Swathes of Europe began the long process of reopening from coronavirus lockdowns on Monday, with officials in countries like France and Spain emboldened by declining death rates.
“The good news is that there has been a great deal of success in slowing the virus and ultimately saving lives,” WHO director-general Tedros Adhanom Ghebreyesus told a virtual briefing.
WHO emergencies chief Michael Ryan meanwhile hailed the gradual lifting of the lockdowns as a sign of “hope”.
But he cautioned that “extreme vigilance is required.”
More than 280,000 people have died out of the more than four million known COVID-19 infections worldwide.
And while the drastic measures implemented by many countries have allowed them to get a tentative handle on the virus, there are widespread fears that there could be fresh waves of intense transmission.
Ryan urged countries to boost their public health responses, ensuring they can identify fresh cases, and trace and isolate all contacts, which he said could help “avoid a major second wave”.

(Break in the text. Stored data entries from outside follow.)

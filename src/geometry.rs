//! Geometric primitives for layout analysis.
//!
//! Issue locations are reported as the union bounding box of the offending
//! elements, so the only operations the analyzers need are edge accessors
//! and rectangle union.

/// A 2D point in page-viewport space (y measured from the top of the page).
#[derive(Debug, Clone, Copy, PartialEq)]
pub struct Point {
    /// X coordinate
    pub x: f32,
    /// Y coordinate
    pub y: f32,
}

impl Point {
    /// Create a new point.
    pub fn new(x: f32, y: f32) -> Self {
        Self { x, y }
    }
}

/// An axis-aligned rectangle in page-viewport space.
#[derive(Debug, Clone, Copy, PartialEq, serde::Serialize, serde::Deserialize)]
pub struct Rect {
    /// X coordinate of the top-left corner
    pub x: f32,
    /// Y coordinate of the top-left corner
    pub y: f32,
    /// Width, >= 0
    pub width: f32,
    /// Height, >= 0
    pub height: f32,
}

impl Rect {
    /// Create a new rectangle from position and dimensions.
    ///
    /// # Examples
    ///
    /// ```
    /// use pdf_qc::geometry::Rect;
    ///
    /// let rect = Rect::new(10.0, 20.0, 100.0, 50.0);
    /// assert_eq!(rect.right(), 110.0);
    /// assert_eq!(rect.bottom(), 70.0);
    /// ```
    pub fn new(x: f32, y: f32, width: f32, height: f32) -> Self {
        Self {
            x,
            y,
            width,
            height,
        }
    }

    /// Create a rectangle from two corner points.
    pub fn from_points(x0: f32, y0: f32, x1: f32, y1: f32) -> Self {
        Self {
            x: x0,
            y: y0,
            width: x1 - x0,
            height: y1 - y0,
        }
    }

    /// Left edge x-coordinate.
    pub fn left(&self) -> f32 {
        self.x
    }

    /// Right edge x-coordinate.
    pub fn right(&self) -> f32 {
        self.x + self.width
    }

    /// Top edge y-coordinate.
    pub fn top(&self) -> f32 {
        self.y
    }

    /// Bottom edge y-coordinate.
    pub fn bottom(&self) -> f32 {
        self.y + self.height
    }

    /// Center point of the rectangle.
    pub fn center(&self) -> Point {
        Point {
            x: self.x + self.width / 2.0,
            y: self.y + self.height / 2.0,
        }
    }

    /// Smallest rectangle containing both `self` and `other`.
    ///
    /// # Examples
    ///
    /// ```
    /// use pdf_qc::geometry::Rect;
    ///
    /// let a = Rect::new(0.0, 0.0, 50.0, 50.0);
    /// let b = Rect::new(25.0, 25.0, 50.0, 50.0);
    /// let u = a.union(&b);
    /// assert_eq!(u.right(), 75.0);
    /// assert_eq!(u.bottom(), 75.0);
    /// ```
    pub fn union(&self, other: &Rect) -> Rect {
        let x0 = self.left().min(other.left());
        let y0 = self.top().min(other.top());
        let x1 = self.right().max(other.right());
        let y1 = self.bottom().max(other.bottom());
        Rect::from_points(x0, y0, x1, y1)
    }
}

/// Union bounding box of a non-empty sequence of rectangles.
///
/// Returns `None` for an empty input; issue locations are only ever built
/// from at least one element.
pub fn union_all<'a, I>(rects: I) -> Option<Rect>
where
    I: IntoIterator<Item = &'a Rect>,
{
    let mut iter = rects.into_iter();
    let first = *iter.next()?;
    Some(iter.fold(first, |acc, r| acc.union(r)))
}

But he warned that while “many countries have made very systematic investments in building up their public health capacities during the lockdowns, others have not.”
No ‘herd immunity’
“If disease persists in countries at a low level without the capacity to investigate clusters, identify clusters, there is always the risk that the disease will take off again,” he said.
Without naming names, Ryan decried that some countries were choosing to “drive through this blind” by not dramatically ramping up their capacity to test and trace cases while they have the chance.

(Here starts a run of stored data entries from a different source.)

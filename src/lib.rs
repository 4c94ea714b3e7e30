//! # PDF QC
//!
//! Layout quality-control for PDF documents: detects visual
//! inconsistencies in positioned text and produces structured,
//! deterministic reports.
//!
//! ## Checks
//!
//! - **Alignment**: elements sharing an edge band that drift apart
//! - **Spacing**: vertical gaps that deviate from the dominant line gap
//! - **Margin**: elements unusually close to the page edges
//! - **Typography**: font sizes inconsistent with text of a similar role
//!
//! Analysis is pure: the same pages under the same configuration always
//! yield the same report, issue for issue. Documents with no extractable
//! text are classified as image-based rather than failing.
//!
//! ## Quick Start
//!
//! ```
//! use pdf_qc::config::QcConfig;
//! use pdf_qc::document::DocumentAnalyzer;
//! use pdf_qc::element::{PageLayout, TextElement};
//! use pdf_qc::geometry::Rect;
//!
//! let page = PageLayout::new(
//!     1,
//!     612.0,
//!     792.0,
//!     vec![
//!         TextElement::new("heading", Rect::new(40.0, 60.0, 200.0, 18.0), 18.0, 1),
//!         TextElement::new("body", Rect::new(40.0, 100.0, 400.0, 12.0), 12.0, 1),
//!     ],
//! );
//!
//! let analyzer = DocumentAnalyzer::new(QcConfig::default());
//! let report = analyzer.analyze(&[page]);
//! println!("{} issues", report.summary.total_issues);
//! ```
//!
//! PDF parsing is out of scope: implement [`extract::LayoutSource`] over
//! whatever reader produces positioned text, or build [`element::PageLayout`]
//! values directly. Textual checks (spelling, grammar, style rules) live in
//! [`text_qc`] behind the same collaborator pattern.

#![warn(missing_docs)]

// Error handling
pub mod error;

// Geometry primitives
pub mod geometry;

// Input model
pub mod config;
pub mod element;
pub mod extract;

// Visual analysis
pub mod analyzers;
pub mod stats;

// Results
pub mod issue;
pub mod report;

// Orchestration
pub mod cache;
pub mod document;

// Textual analysis
pub mod text_qc;

pub use analyzers::{
    AlignmentAnalyzer, MarginAnalyzer, PageAnalyzer, SpacingAnalyzer, TypographyAnalyzer,
};
pub use config::QcConfig;
pub use document::DocumentAnalyzer;
pub use element::{PageLayout, TextElement};
pub use error::{Error, Result};
pub use issue::{IssueKind, QCIssue, Severity};
pub use report::{AnalysisSummary, DocumentReport, FileType};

The WHO warned against the notion in some countries that even if they do not take the measures needed to halt the spread of the virus, their populations will quickly build so-called “herd immunity”.
“Early serological studies reflect that a relatively low percentage of the population has antibodies to COVID-19,” Tedros said, pointing out that this means “most of the population is still susceptible to the virus”.

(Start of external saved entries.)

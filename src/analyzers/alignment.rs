//! Alignment analysis.
//!
//! Elements intended to share a baseline or a column are found by
//! quantizing coordinates into bands: elements whose y (or x) rounds into
//! the same 5-unit band are assumed to belong together, and the band is
//! flagged when its actual coordinate spread exceeds the tolerance. The
//! quantize-then-spread heuristic avoids needing the document's intended
//! grid; 5-unit bands trade false positives against missed misalignments.

use std::collections::BTreeMap;

use crate::config::QcConfig;
use crate::element::{PageLayout, TextElement};
use crate::error::Result;
use crate::issue::{IssueKind, QCIssue, Severity};
use crate::stats;

/// Width of a quantization band, in page units.
const BAND_SIZE: f32 = 5.0;

/// Flags coordinate bands whose members drift beyond the tolerance.
#[derive(Debug, Default)]
pub struct AlignmentAnalyzer;

/// Which coordinate a band groups on.
#[derive(Debug, Clone, Copy, PartialEq, Eq)]
enum Axis {
    /// Shared baseline: grouped by y, spread measured on y.
    Horizontal,
    /// Shared column: grouped by x, spread measured on x.
    Vertical,
}

impl AlignmentAnalyzer {
    fn band_issues(&self, page: &PageLayout, axis: Axis, config: &QcConfig) -> Vec<QCIssue> {
        // BTreeMap iterates bands in ascending coordinate order, so issue
        // order is stable for identical inputs.
        let mut bands: BTreeMap<i64, Vec<&TextElement>> = BTreeMap::new();
        for el in &page.elements {
            let coord = match axis {
                Axis::Horizontal => el.bbox.y,
                Axis::Vertical => el.bbox.x,
            };
            let key = ((coord / BAND_SIZE).round() * BAND_SIZE) as i64;
            bands.entry(key).or_default().push(el);
        }

        let mut issues = Vec::new();
        for group in bands.values() {
            // Singletons have no alignment peer to compare against.
            if group.len() < 2 {
                continue;
            }

            let coords: Vec<f32> = group
                .iter()
                .map(|el| match axis {
                    Axis::Horizontal => el.bbox.y,
                    Axis::Vertical => el.bbox.x,
                })
                .collect();
            let spread = stats::spread(&coords);
            if spread <= config.alignment_tolerance {
                continue;
            }

            let direction = match axis {
                Axis::Horizontal => "horizontal",
                Axis::Vertical => "vertical",
            };
            issues.push(QCIssue::new(
                IssueKind::Alignment,
                Severity::from_deviation(spread, config.alignment_tolerance),
                format!(
                    "Inconsistent {} alignment of text ({} unit difference)",
                    direction,
                    spread.round()
                ),
                group.iter().map(|el| (*el).clone()).collect(),
                page.number,
            ));
        }
        issues
    }
}

impl super::PageAnalyzer for AlignmentAnalyzer {
    fn kind(&self) -> IssueKind {
        IssueKind::Alignment
    }

    fn analyze(&self, page: &PageLayout, config: &QcConfig) -> Result<Vec<QCIssue>> {
        let mut issues = self.band_issues(page, Axis::Horizontal, config);
        issues.extend(self.band_issues(page, Axis::Vertical, config));
        Ok(issues)
    }
}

More than 90 so-called serological studies, which reveal the presence of antibodies in the blood to determine whether a person has had a past infection, were being conducted in several countries.
The WHO’s COVID-19 technical lead Maria Van Kerkhove said that while the UN agency has not yet been able to critically evaluate the studies, initial data released showed that between one and 10 percent of people had antibodies.
“There seems to be a consistent pattern so far that a low proportion of people have these antibodies,” she said.
Ryan agreed, saying the early results belied the widely-held assumption that most cases of the virus were mild and going undetected.
Preliminary results were “showing the opposite… that the proportion of people with significant clinical illness is actually a higher proportion” than previously thought, he said, stressing that “this is a serious disease”.